Ryan Chin, left, and Shunsuke Winston, rising seniors in mechanical engineering, work in their lab with the rest of the University of Washington‘s Advanced Robotics team, which is preparing for the RoboMaster competition in Shenzhen, China. (Bettina Hansen / Seattle Times)
Ryan Chin, left, and Shunsuke Winston, rising seniors in mechanical engineering, work in their lab with the rest of the University of Washington‘s Advanced Robotics team, which is preparing for the RoboMaster competition in Shenzhen, China. (Bettina Hansen / Seattle Times)

One end of the room is stocked with student fuel: bags of chips, cups of noodles, soft drinks, several coffee machines. It’s the only engineering club on campus with a dedicated space for doing its work.

Domino’s, the club’s main sponsor, delivers pizza for free.

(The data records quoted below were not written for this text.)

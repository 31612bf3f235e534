// Oblique Gate - Static Data Tables
// Copyright 2026 Joseph Stone - All Rights Reserved
//
// Cards, thinking labels and the tool description. Compiled in, never mutated.

/// Oblique Strategies cards
pub const CARDS: &[&str] = &[
    "Abandon normal instruments",
    "Accept advice",
    "Accretion",
    "A line has two sides",
    "Allow an easement (an easement is the abandonment of a stricture)",
    "Are there sections? Consider transitions",
    "Ask people to work against their better judgment",
    "Ask your body",
    "Assemble some of the instruments in a group and treat the group",
    "Balance the consistency principle with the inconsistency principle",
    "Be dirty",
    "Breathe more deeply",
    "Bridges -build -burn",
    "Cascades",
    "Change instrument roles",
    "Change nothing and continue with immaculate consistency",
    "Children's voices -speaking -singing",
    "Cluster analysis",
    "Consider different fading systems",
    "Consult other sources -promising -unpromising",
    "Convert a melodic element into a rhythmic element",
    "Courage!",
    "Cut a vital connection",
    "Decorate, decorate",
    "Define an area as `safe' and use it as an anchor",
    "Destroy -nothing -the most important thing",
    "Discard an axiom",
    "Disconnect from desire",
    "Discover the recipes you are using and abandon them",
    "Distorting time",
    "Do nothing for as long as possible",
    "Don't be afraid of things because they're easy to do",
    "Don't be frightened of cliches",
    "Don't be frightened to display your talents",
    "Don't break the silence",
    "Don't stress one thing more than another",
    "Do something boring",
    "Do the washing up",
    "Do the words need changing?",
    "Do we need holes?",
    "Emphasize differences",
    "Emphasize repetitions",
    "Emphasize the flaws",
    "Faced with a choice, do both (given by Dieter Roth)",
    "Feedback recordings into an acoustic situation",
    "Fill every beat with something",
    "Get your neck massaged",
    "Ghost echoes",
    "Give the game away",
    "Give way to your worst impulse",
    "Go slowly all the way round the outside",
    "Honor thy error as a hidden intention",
    "How would you have done it?",
    "Humanize something free of error",
    "Imagine the music as a moving chain or caterpillar",
    "Imagine the music as a set of disconnected events",
    "Infinitesimal gradations",
    "Intentions -credibility of -nobility of -humility of",
    "Into the impossible",
    "Is it finished?",
    "Is there something missing?",
    "Is the tuning appropriate?",
    "Just carry on",
    "Left channel, right channel, center channel",
    "Listen in total darkness, or in a very large room, very quietly",
    "Listen to the quiet voice",
    "Look at a very small object; look at its center",
    "Look at the order in which you do things",
    "Look closely at the most embarrassing details and amplify them",
    "Lowest common denominator check -single beat -single note -single riff",
    "Make a blank valuable by putting it in an exquisite frame",
    "Make an exhaustive list of everything you might do and do the last thing on the list",
    "Make a sudden, destructive, unpredictable action; incorporate",
    "Mechanicalize something idiosyncratic",
    "Mute and continue",
    "Only one element of each kind",
    "(Organic) machinery",
    "Overtly resist change",
    "Put in earplugs",
    "Remember those quiet evenings",
    "Remove ambiguities and convert to specifics",
    "Remove specifics and convert to ambiguities",
    "Repetition is a form of change",
    "Reverse",
    "Short circuit (example; a man eating peas wants -> improve his virility shovels them straight into his lap)",
    "Shut the door and listen from outside",
    "Simple subtraction",
    "Spectrum analysis",
    "Take a break",
    "Take away the elements in order of apparent non-importance",
    "Tape your mouth (given by Ritva Saarikko)",
    "The inconsistency principle",
    "The tape is now the music",
    "Think of the radio",
    "Tidy up",
    "Trust in the you of now",
    "Turn it upside down",
    "Twist the spine",
    "Use an old idea",
    "Use an unacceptable color",
    "Use fewer notes",
    "Use filters",
    "Use \"unqualified\" people",
    "Water",
    "What are you really thinking about just now? Incorporate",
    "What is the reality of the situation?",
    "What mistakes did you make last time?",
    "What would your closest friend do?",
    "What wouldn't you do?",
    "Work at a different speed",
    "You are an engineer",
    "You can only make one dot at a time",
    "You don't have to be ashamed of using your own ideas",
    "[ ]",
];

/// Thinking process labels shown before the card
pub const THINKING_TEXTS: &[&str] = &[
    "Consulting the rubber duck",
    "Maximizing paperclips",
    "Reticulating splines",
    "Immanentizing the Eschaton",
    "Thinking about thinking",
    "Spinning in circles",
    "Counting dust specks",
    "Updating priors",
    "Feeding the utility monster",
    "Taking off",
    "Wireheading",
    "Counting to infinity",
    "Staring into the Basilisk",
    "Negotiationing acausal trades",
    "Searching the library of babel",
    "Multiplying matrices",
    "Solving the halting problem",
    "Counting grains of sand",
    "Simulating a simulation",
    "Asking the oracle",
    "Detangling qubits",
    "Reading tea leaves",
    "Pondering universal love and transcendent joy",
    "Feeling the AGI",
    "Shaving the yak",
    "Escaping local minima",
    "Pruning the search tree",
    "Descending the gradient",
    "Bikeshedding",
    "Securing funding",
    "Rewriting in Rust",
    "Engaging infinite improbability drive",
    "Clapping with one hand",
    "Synthesizing",
    "Rebasing thesis onto antithesis",
    "Transcending the loop",
    "Frogeposting",
    "Summoning",
    "Peeking beyond the veil",
    "Seeking",
    "Entering deep thought",
    "Meditating",
    "Decomposing",
    "Creating",
    "Beseeching the machine spirit",
    "Calibrating moral compass",
    "Collapsing the wave function",
    "Doodling",
    "Translating whale song",
    "Whispering to silicon",
    "Looking for semicolons",
    "Asking ChatGPT",
    "Bargaining with entropy",
    "Channeling",
    "Cooking",
    "Parroting stochastically",
];

/// Description advertised for `start_oblique_thinking` in tools/list
pub const TOOL_DESCRIPTION: &str = "\n\
These thinking strategies evolved from our separate observations on the principles underlying what we were doing. Sometimes they were recognized in retrospect (intellect catching up with intuition), sometimes they were identified as they were happening, sometimes they were formulated.\n\
\n\
Use this tool when a dilemma occurs in a working situation. The function is trusted even if its appropriateness is quite unclear. Results are not final, as new ideas will present themselves, and others will become self-evident.\n\
";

Slowly, the robot designs began to take shape, aided by technology like 3D printers, which make it easy to produce customized parts.

Moon and several others who went to Shenzhen in 2017 had ideas about how to make their team more competitive. The winning team didn’t necessarily have the best-designed robots — rather, they’d spent a lot of time practicing, and they worked well together. Practice and team-building became a focus.

One of the practical obstacles of preparing for RoboMaster is that they can’t just run around campus practicing their robot-driving, projectile-shooting skills. The robots do have a tendency to put holes in the walls, although “it’s fun, when you get two or three of them, you find a room that’s not easily damaged and then you play a few rounds,” said club President Eric de Winter.

A white streak appears from the barrel of the “hero” robot as it fires golf balls while overseen by Sig Johnson. (Steve Ringman / Seattle Times)
A white streak appears from the barrel of the “hero” robot as it fires golf balls while overseen by Sig Johnson. (Steve Ringman / Seattle Times)

Team members must operate the robots from a room outside the arena, using each robot’s cameras to steer and aim, while also trying to defend their own targets and complete tasks in the arena.

That made it imperative to build an accurate simulation of the competition.

The club turned to a new member, Marlena Rehder, who was on Garfield High’s robotics team last year and also had experience designing video games. She and her team built a simulation of the tournament that could be played on a computer.

Club members use the simulation to get a feel for how to guide the robots and develop winning strategies.

That’s how they discovered that the hero robot, which fires golf balls, is “ridiculously strong — it can take out a soldier robot in like three hits,” Rehder said. “That’s definitely where we’re going to be focusing most of our attention, and we wouldn’t have known that without the simulation.”

Rehder estimates she’s spent 10 hours a week since this fall working on the club projects. She has an internship at a local startup this summer, so she won’t be able to go to China. But she’ll checking her phone for updates.

“I’m going to be constantly texting my friends asking, what just happened, what just happened,” she said.

Jeonghyun Kress shows the team’s six-propeller drone. It will be flown by a pilot while a gunner operates the turret, which shoots marble-sized pellets at the opposing team’s robots. (Bettina Hansen / Seattle Times)
Jeonghyun Kress shows the team’s six-propeller drone. It will be flown by a pilot while a gunner operates the turret, which shoots marble-sized pellets at the opposing team’s robots. (Bettina Hansen / Seattle Times)

This is only the second time the UW has entered the competition, and with 185 teams competing, coming out on top is a longshot. But maybe that’s not the point.

The UW students have gotten hands-on practice at building complex machines, used coding skills to build simulations from scratch, taught themselves lessons in leadership and team building, and gained experience in running a project as if it were a startup business.

Even making travel plans for 25 people and figuring out how to ship eight projectile-shooting robots was a project in and of itself. “There were tons of valuable life experiences beyond robotics,” Moon said.

Or, as Rehder put it: “This club prepares you like no other.”